DATA below:

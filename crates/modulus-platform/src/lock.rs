//! Advisory, cross-process file locking for the package store (spec §4.4:
//! install is atomic across concurrent invocations on the same machine).

use fs2::FileExt;
use std::fs::{File, OpenOptions};
use std::io;
use std::path::Path;

/// A held advisory lock on a file; released on drop.
#[derive(Debug)]
pub struct FileLock {
    file: File,
}

impl FileLock {
    /// Acquire an exclusive lock on `path`, creating it if necessary. Blocks
    /// until the lock is available.
    pub fn acquire_exclusive(path: &Path) -> io::Result<Self> {
        if let Some(parent) = path.parent() {
            std::fs::create_dir_all(parent)?;
        }
        let file = OpenOptions::new().create(true).write(true).truncate(false).open(path)?;
        file.lock_exclusive()?;
        Ok(Self { file })
    }
}

impl Drop for FileLock {
    fn drop(&mut self) {
        let _ = FileExt::unlock(&self.file);
    }
}

#[cfg(test)]
mod tests {
    use super::*;

    #[test]
    fn acquires_and_releases_lock() {
        let dir = tempfile::tempdir().unwrap();
        let path = dir.path().join("store.lock");
        {
            let _lock = FileLock::acquire_exclusive(&path).unwrap();
        }
        let _lock2 = FileLock::acquire_exclusive(&path).unwrap();
    }
}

End of DATA.

**TASK TO CARRY OUT:**
All of the data, from the first line to the last, should be written out exactly.

**EXERCISE RESULT:**
filename crates/modulus-platform/src/lock.rs
//! Advisory, cross-process file locking for the package store (spec §4.4:
//! install is atomic across concurrent invocations on the same machine).

use fs2::FileExt;
use std::fs::{File, OpenOptions};
use std::io;
use std::path::Path;

/// A held advisory lock on a file; released on drop.
#[derive(Debug)]
pub struct FileLock {
    file: File,
}

impl FileLock {
    /// Acquire an exclusive lock on `path`, creating it if necessary. Blocks
    /// until the lock is available.
    pub fn acquire_exclusive(path: &Path) -> io::Result<Self> {
        if let Some(parent) = path.parent() {
            std::fs::create_dir_all(parent)?;
        }
        let file = OpenOptions::new().create(true).write(true).truncate(false).open(path)?;
        file.lock_exclusive()?;
        Ok(Self { file })
    }
}

impl Drop for FileLock {
    fn drop(&mut self) {
        let _ = FileExt::unlock(&self.file);
    }
}

#[cfg(test)]
mod tests {
    use super::*;

    #[test]
    fn acquires_and_releases_lock() {
        let dir = tempfile::tempdir().unwrap();
        let path = dir.path().join("store.lock");
        {
            let _lock = FileLock::acquire_exclusive(&path).unwrap();
        }
        let _lock2 = FileLock::acquire_exclusive(&path).unwrap();
    }
}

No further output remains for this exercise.